I spent some amount of time trying to figure out if I could get Google Analytics to track the traffic on my WordPress.com account, but it seems that this is only a feature available using WordPress Business plan, or if I migrate the site to WordPress.org.
I also spent some time figuring out how to set up a new account and property within a Google Analytics account. And then there is the question of configuring useful views of the data within a property (Account > Property > Views).
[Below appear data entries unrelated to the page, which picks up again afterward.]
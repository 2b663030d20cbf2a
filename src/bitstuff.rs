//! Bit Stuffing
//!
//! Groups a flat bit string into `word_size`-bit codewords, forbidding
//! all-zero and all-one codewords (both are reserved by the Reed-Solomon
//! layer). Codewords are built `word_size - 1` bits at a time: once those
//! leading bits are all equal, the final bit of the codeword is forced to
//! their complement without consuming an input bit, and that unconsumed
//! bit becomes the start of the next codeword. Exhausted input is padded
//! with `1` bits, and the same forced-complement rule still applies to
//! padding, so a maximally-padded tail can never emit a reserved codeword.

use crate::bitpack::BitString;

/// Pack `bits` into `word_size`-bit codewords with bit stuffing applied.
/// Input shorter than a whole number of codewords is padded with `1` bits;
/// stuffing can emit more codewords than `bits.len() / word_size` would
/// naively suggest, never fewer.
pub fn get_data_codewords(bits: &BitString, word_size: u32) -> Vec<u32> {
    let n = bits.len();
    let mut pos = 0usize;
    let mut out = Vec::new();

    while pos < n {
        let mut msb = Vec::with_capacity(word_size as usize - 1);
        for _ in 0..word_size - 1 {
            if pos < n {
                msb.push(bits.get(pos));
                pos += 1;
            } else {
                msb.push(true);
            }
        }
        let all_same = msb.iter().all(|&b| b == msb[0]);
        let last_bit = if all_same {
            !msb[0]
        } else if pos < n {
            let b = bits.get(pos);
            pos += 1;
            b
        } else {
            true
        };

        let mut word = 0u32;
        for b in &msb {
            word = (word << 1) | (*b as u32);
        }
        word = (word << 1) | (last_bit as u32);
        out.push(word);
    }

    out
}

#[cfg(test)]
mod tests {
    use super::*;

    fn bits_of(s: &str) -> BitString {
        let mut b = BitString::new();
        for c in s.chars() {
            b.push_bits(if c == '1' { 1 } else { 0 }, 1);
        }
        b
    }

    #[test]
    fn no_stuffing_needed() {
        assert_eq!(get_data_codewords(&bits_of("000010"), 6), vec![0b000010]);
        assert_eq!(get_data_codewords(&bits_of("111100"), 6), vec![0b111100]);
    }

    #[test]
    fn all_ones_prefix_stuffs_a_zero_and_spills_a_codeword() {
        assert_eq!(
            get_data_codewords(&bits_of("111110"), 6),
            vec![0b111110, 0b011111]
        );
    }

    #[test]
    fn all_zero_prefix_stuffs_a_one_and_spills_a_codeword() {
        assert_eq!(
            get_data_codewords(&bits_of("000000"), 6),
            vec![0b000001, 0b011111]
        );
    }

    #[test]
    fn repeated_stuffing_on_padded_tail() {
        assert_eq!(
            get_data_codewords(&bits_of("111111"), 6),
            vec![0b111110, 0b111110]
        );
    }

    #[test]
    fn exact_multiple_of_word_size_needs_no_padding() {
        assert_eq!(
            get_data_codewords(&bits_of("111101111101"), 6),
            vec![0b111101, 0b111101]
        );
    }

    #[test]
    fn never_emits_a_reserved_all_same_codeword() {
        // A long run of the same bit, well past one codeword's width.
        let bits = bits_of(&"0".repeat(40));
        let words = get_data_codewords(&bits, 6);
        assert!(words.iter().all(|&w| w != 0 && w != 0b111111));
    }
}
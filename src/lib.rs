//! Aztec Code Encoder
//!
//! A from-scratch Aztec Code (ISO/IEC 24778) symbol encoder: shortest-path
//! high-level text encoding, GF(2^k) Reed-Solomon error correction, and the
//! concentric-ring symbol layout, exposed behind a single [`encode::encode`]
//! entry point.
//!
//! # Pipeline
//!
//! ```text
//! payload bytes -> sequencer -> bit packer -> codeword assembly -> layout -> matrix
//! ```
//!
//! # Modules
//!
//! - [`gf`] - GF(2^k) field arithmetic
//! - [`reed_solomon`] - systematic Reed-Solomon parity generation
//! - [`tables`] - the five high-level-encoding mode tables
//! - [`sequencer`] - shortest-path token sequencing
//! - [`bitpack`] - token stream to bit string
//! - [`bitstuff`] - bit string to reserved-codeword-free codewords
//! - [`codeword`] - symbol sizing and codeword assembly
//! - [`layout`] - bullseye, mode message, and data spiral placement
//! - [`eci`] - Extended Channel Interpretation registry
//! - [`encode`] - the encoding facade
//! - [`error`] - error types

pub mod bitpack;
pub mod bitstuff;
pub mod codeword;
pub mod eci;
pub mod encode;
pub mod error;
pub mod gf;
pub mod layout;
pub mod reed_solomon;
pub mod sequencer;
pub mod tables;

pub use encode::{encode as encode_symbol, EncodeResult};
pub use error::{Error, Result};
For now, I have created two accounts within my GA account, one for my main site and the other for all the blogs I have on services such as tumblr and this site on WordPress.com.
I googled and put together a lightly curated set of links that I want to read to collate a strategy on how to prepare for a data science interview.
- http://career.guru99.com/top-50-interview-questions-on-machine-learning/: This link appears to have random questions, and the answers lack any depth whatsoever, but it appears to cover topics that are unlikely to come up in interviews, would be good to know about superficially.
- http://robertheaton.com/2014/03/07/lessons-from-a-silicon-valley-job-search/: This is not about machine learning in particular, but I liked the detailed writeup on how to structure a job search.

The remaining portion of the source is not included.